The Hidden Fabric of Knowledge

— Part 1 of Modeling in Problem Solving —

Introduction

  • Good projects don’t start with good data, but with good frameworks or theories. The data follows. Some consulting disciplines acknowledge this (management consulting), some less so (design thinking), falling prey to empiricism, more on which later.
  • Good projects are those in which the main framework we end up using is NOT the one we started with, but an elaboration, an iteration. In the very best projects, the evidence is observed through different, opposing frameworks, before drawing conclusions.
  • So what is a good framework? A good framework is one that is specific enough to enable me to say something interesting about a given situation, but not so specific as to “overfit”, losing any wider applicability. A great, classic example being the endlessly popular BCG matrix. Additionally, I’ve found that taking a framework from one discipline and applying it in a different context often yields interesting, unexpected results. For example, while a value stream map is typically considered an operations framework, its use in service design can both add important layers of information that are missing in traditional blueprints, and systematize the way information is being visualized.
  • Consulting projects are powered by rational thought. Thought seems something incredibly abstract and shapeless, but I found most of the thinking we do in problem solving is one of three kinds: top-down/breakdown/deduction; bottom-up/clustering/induction; and lateral/metaphorical/parallel thinking. This will strike some as a tautology, and I don’t want to claim this is fully exhaustive. But as a matter of practice, when I’m stuck with a concept and don’t know how to proceed, the spatial metaphor helps me move on: which way should my thought move? Should it move up, down, or to the side?
  • Across subjects and sectors, there are patterns in reality that, if recognized, can be used as heuristics hinting on how to solve the problem: aggregations of discrete, random events will always give you a normal distribution; if the events are not discrete but build on top of each other or have feedback loops, you’ll have a long tail and the Pareto principle applies. Any decision taken in the context of limited resources can be modeled as effort vs. reward, whether it’s us prioritizing an action or a user evaluating whether to download an app. If with limited resources you are looking at multiple actors with different agendas, you’ll likely run into patterns like the tragedy of commons, prisoner dilemmas, etc.

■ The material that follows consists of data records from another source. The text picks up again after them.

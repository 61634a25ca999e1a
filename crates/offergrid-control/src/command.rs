//! Outgoing control commands and their wire envelope.

use std::collections::HashMap;
use std::fmt;
use std::time::Duration;

use offergrid_core::channel::PropertyMap;
use offergrid_core::{Event, State};
use serde::{Deserialize, Serialize};

use crate::error::ControlResult;

/// Default response deadline for a command.
pub const DEFAULT_TIMEOUT: Duration = Duration::from_secs(90);

pub const TRANSITION: &str = "MesosCommand_Transition";
pub const TRIGGER_HOOK: &str = "MesosCommand_TriggerHook";

/// Addresses one deployed task through the executor that runs it.
#[derive(Debug, Clone, PartialEq, Eq, Hash, PartialOrd, Ord, Serialize, Deserialize)]
#[serde(rename_all = "camelCase")]
pub struct CommandTarget {
    pub agent_id: String,
    pub executor_id: String,
    pub task_id: String,
}

impl CommandTarget {
    pub fn new(
        agent_id: impl Into<String>,
        executor_id: impl Into<String>,
        task_id: impl Into<String>,
    ) -> Self {
        Self {
            agent_id: agent_id.into(),
            executor_id: executor_id.into(),
            task_id: task_id.into(),
        }
    }
}

impl fmt::Display for CommandTarget {
    fn fmt(&self, f: &mut fmt::Formatter<'_>) -> fmt::Result {
        write!(f, "{}/{}/{}", self.agent_id, self.executor_id, self.task_id)
    }
}

/// Correlation key of one point-to-point call.
#[derive(Debug, Clone, PartialEq, Eq, Hash)]
pub struct CallId {
    pub command_id: String,
    pub target: CommandTarget,
}

#[derive(Debug, Clone, PartialEq, Eq)]
pub enum CommandKind {
    Transition {
        source: State,
        event: Event,
        destination: State,
    },
    TriggerHook,
}

#[derive(Debug, Clone)]
pub struct Command {
    pub name: String,
    pub id: String,
    pub env_id: String,
    pub timeout: Duration,
    /// Arguments common to every target.
    pub arguments: PropertyMap,
    pub targets: Vec<CommandTarget>,
    /// Per-target arguments, layered over `arguments`.
    pub target_args: HashMap<CommandTarget, PropertyMap>,
    pub kind: CommandKind,
}

impl Command {
    fn new(name: &str, targets: Vec<CommandTarget>, kind: CommandKind) -> Self {
        Self {
            name: name.to_string(),
            id: uuid::Uuid::new_v4().to_string(),
            env_id: String::new(),
            timeout: DEFAULT_TIMEOUT,
            arguments: PropertyMap::new(),
            targets,
            target_args: HashMap::new(),
            kind,
        }
    }

    pub fn transition(
        targets: Vec<CommandTarget>,
        source: State,
        event: Event,
        destination: State,
        target_args: HashMap<CommandTarget, PropertyMap>,
    ) -> Self {
        let mut cmd = Self::new(
            TRANSITION,
            targets,
            CommandKind::Transition {
                source,
                event,
                destination,
            },
        );
        cmd.target_args = target_args;
        cmd
    }

    pub fn trigger_hook(targets: Vec<CommandTarget>) -> Self {
        Self::new(TRIGGER_HOOK, targets, CommandKind::TriggerHook)
    }

    pub fn with_timeout(mut self, timeout: Duration) -> Self {
        self.timeout = timeout;
        self
    }

    pub fn with_env_id(mut self, env_id: impl Into<String>) -> Self {
        self.env_id = env_id.into();
        self
    }

    pub fn is_multi_target(&self) -> bool {
        self.targets.len() > 1
    }

    /// The same command narrowed to one target, keeping id and timeout.
    pub fn single_target(&self, target: &CommandTarget) -> Command {
        let mut arguments = self.arguments.clone();
        if let Some(extra) = self.target_args.get(target) {
            arguments.extend(extra.iter().map(|(k, v)| (k.clone(), v.clone())));
        }
        Command {
            name: self.name.clone(),
            id: self.id.clone(),
            env_id: self.env_id.clone(),
            timeout: self.timeout,
            arguments,
            targets: vec![target.clone()],
            target_args: HashMap::new(),
            kind: self.kind.clone(),
        }
    }

    /// JSON message for `target`, as understood by the executor.
    pub fn encode(&self, target: &CommandTarget) -> ControlResult<Vec<u8>> {
        let narrowed = self.single_target(target);
        let (event, source, destination) = match &self.kind {
            CommandKind::Transition {
                source,
                event,
                destination,
            } => (Some(*event), Some(*source), Some(*destination)),
            CommandKind::TriggerHook => (None, None, None),
        };
        let envelope = CommandEnvelope {
            message_type: "MesosCommand".to_string(),
            name: narrowed.name,
            id: narrowed.id,
            env_id: narrowed.env_id,
            timeout_ms: narrowed.timeout.as_millis() as u64,
            arguments: narrowed.arguments,
            target_list: narrowed.targets,
            event,
            source,
            destination,
        };
        Ok(serde_json::to_vec(&envelope)?)
    }
}

/// Wire form of a command.
#[derive(Debug, Clone, Serialize, Deserialize)]
#[serde(rename_all = "camelCase")]
pub struct CommandEnvelope {
    #[serde(rename = "_messageType")]
    pub message_type: String,
    pub name: String,
    pub id: String,
    #[serde(default)]
    pub env_id: String,
    #[serde(rename = "timeout")]
    pub timeout_ms: u64,
    #[serde(default)]
    pub arguments: PropertyMap,
    pub target_list: Vec<CommandTarget>,
    #[serde(default, skip_serializing_if = "Option::is_none")]
    pub event: Option<Event>,
    #[serde(default, rename = "src", skip_serializing_if = "Option::is_none")]
    pub source: Option<State>,
    #[serde(default, rename = "dst", skip_serializing_if = "Option::is_none")]
    pub destination: Option<State>,
}

impl CommandEnvelope {
    pub fn decode(bytes: &[u8]) -> ControlResult<Self> {
        Ok(serde_json::from_slice(bytes)?)
    }
}

#[cfg(test)]
mod tests {
    use super::*;

    fn target(n: u32) -> CommandTarget {
        CommandTarget::new(format!("agent-{n}"), "exec", format!("task-{n}"))
    }

    #[test]
    fn single_target_layers_arguments() {
        let mut args = HashMap::new();
        let mut t1 = PropertyMap::new();
        t1.insert("chans.a.numSockets".into(), "1".into());
        args.insert(target(1), t1);
        let mut cmd = Command::transition(
            vec![target(1), target(2)],
            State::Standby,
            Event::Configure,
            State::Configured,
            args,
        );
        cmd.arguments.insert("run".into(), "7".into());
        assert!(cmd.is_multi_target());

        let one = cmd.single_target(&target(1));
        assert_eq!(one.id, cmd.id);
        assert!(!one.is_multi_target());
        assert_eq!(one.arguments.len(), 2);
        assert_eq!(cmd.single_target(&target(2)).arguments.len(), 1);
    }

    #[test]
    fn envelope_fields() {
        let cmd = Command::transition(
            vec![target(1)],
            State::Configured,
            Event::Start,
            State::Running,
            HashMap::new(),
        )
        .with_env_id("env-1")
        .with_timeout(Duration::from_secs(5));
        let bytes = cmd.encode(&target(1)).unwrap();
        let value: serde_json::Value = serde_json::from_slice(&bytes).unwrap();
        assert_eq!(value["_messageType"], "MesosCommand");
        assert_eq!(value["name"], TRANSITION);
        assert_eq!(value["envId"], "env-1");
        assert_eq!(value["timeout"], 5000);
        assert_eq!(value["event"], "START");
        assert_eq!(value["src"], "CONFIGURED");
        assert_eq!(value["targetList"][0]["taskId"], "task-1");

        let back = CommandEnvelope::decode(&bytes).unwrap();
        assert_eq!(back.id, cmd.id);
        assert_eq!(back.destination, Some(State::Running));
    }

    #[test]
    fn trigger_hook_has_no_transition_fields() {
        let cmd = Command::trigger_hook(vec![target(1)]);
        let value: serde_json::Value = serde_json::from_slice(&cmd.encode(&target(1)).unwrap()).unwrap();
        assert_eq!(value["name"], TRIGGER_HOOK);
        assert!(value.get("event").is_none());
    }
}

Design Thinking and the empiricist trap

A classic formulation of the Design Thinking methodology
  • The empiricist approach is false: from a purely descriptive perspective, we never actually simply start with data: any project is approached with pre-existing biases and mental models. Whatever knowledge I have before the project starts will shape the way I think about it, starting from data collection, feature engineering, all the way to ideation and recommendations.
  • The empiricist approach is biased: in a more normative sense, if empathizing/data collection is the first thing we do, we will inevitably fall prey to availability bias and just work with whatever dataset we have available. The dataset will likely display sampling bias and will have been sliced in a way that doesn’t necessarily serve our project goal. For example, Priscilla may assume that level of income is an important variable, and look to survey people in different income buckets. A non-empiricist approach would have revealed that other variables should be prioritized instead.
  • The empiricist approach is incremental: to paraphrase Henry Ford’s famous saying, if we start by listening to clients, all we’ll hear is that they want faster horses. If Priscilla starts by interviewing customers, she is likely to hear that people want faster service, less bugs, a wider variety of options. In short, no one will say anything truly new. This approach can be useful and should be used in many context, but it can quickly turn into a liability if what we are after is true innovation.
  • In the social sciences it is called “P-hacking” and it’s considered a cardinal sin.
  • In business, the “data driven organization” orthodoxy can easily translate to a paradigm where all kind of data is collected and analyzed without a clear strategic framework determining what kind of data we care about, what data is proxy for what variable, etc.
  • Much of machine learning as a discipline takes datasets as a given and extracts insight in a bottom-up way. This can sometimes be disconnected from essential higher-level, context knowledge. In 2008 Chris Anderson wrote an article titled “The End of Theory: The Data Deluge Makes the Scientific Method Obsolete”. While some of the wording may be itself a bit obsolete, the principle stands today more than ever, especially for disciplines like deep learning: modeling is not done in a top-down, theory-driven way, but in a bottom-up, often black-box way.
  • More generally, the way we think about solving our day to day problems. Too often we think the answer to our issues will come if only we collect more information about the problem, when in fact this is only a way to procrastinate the actual work on a solution².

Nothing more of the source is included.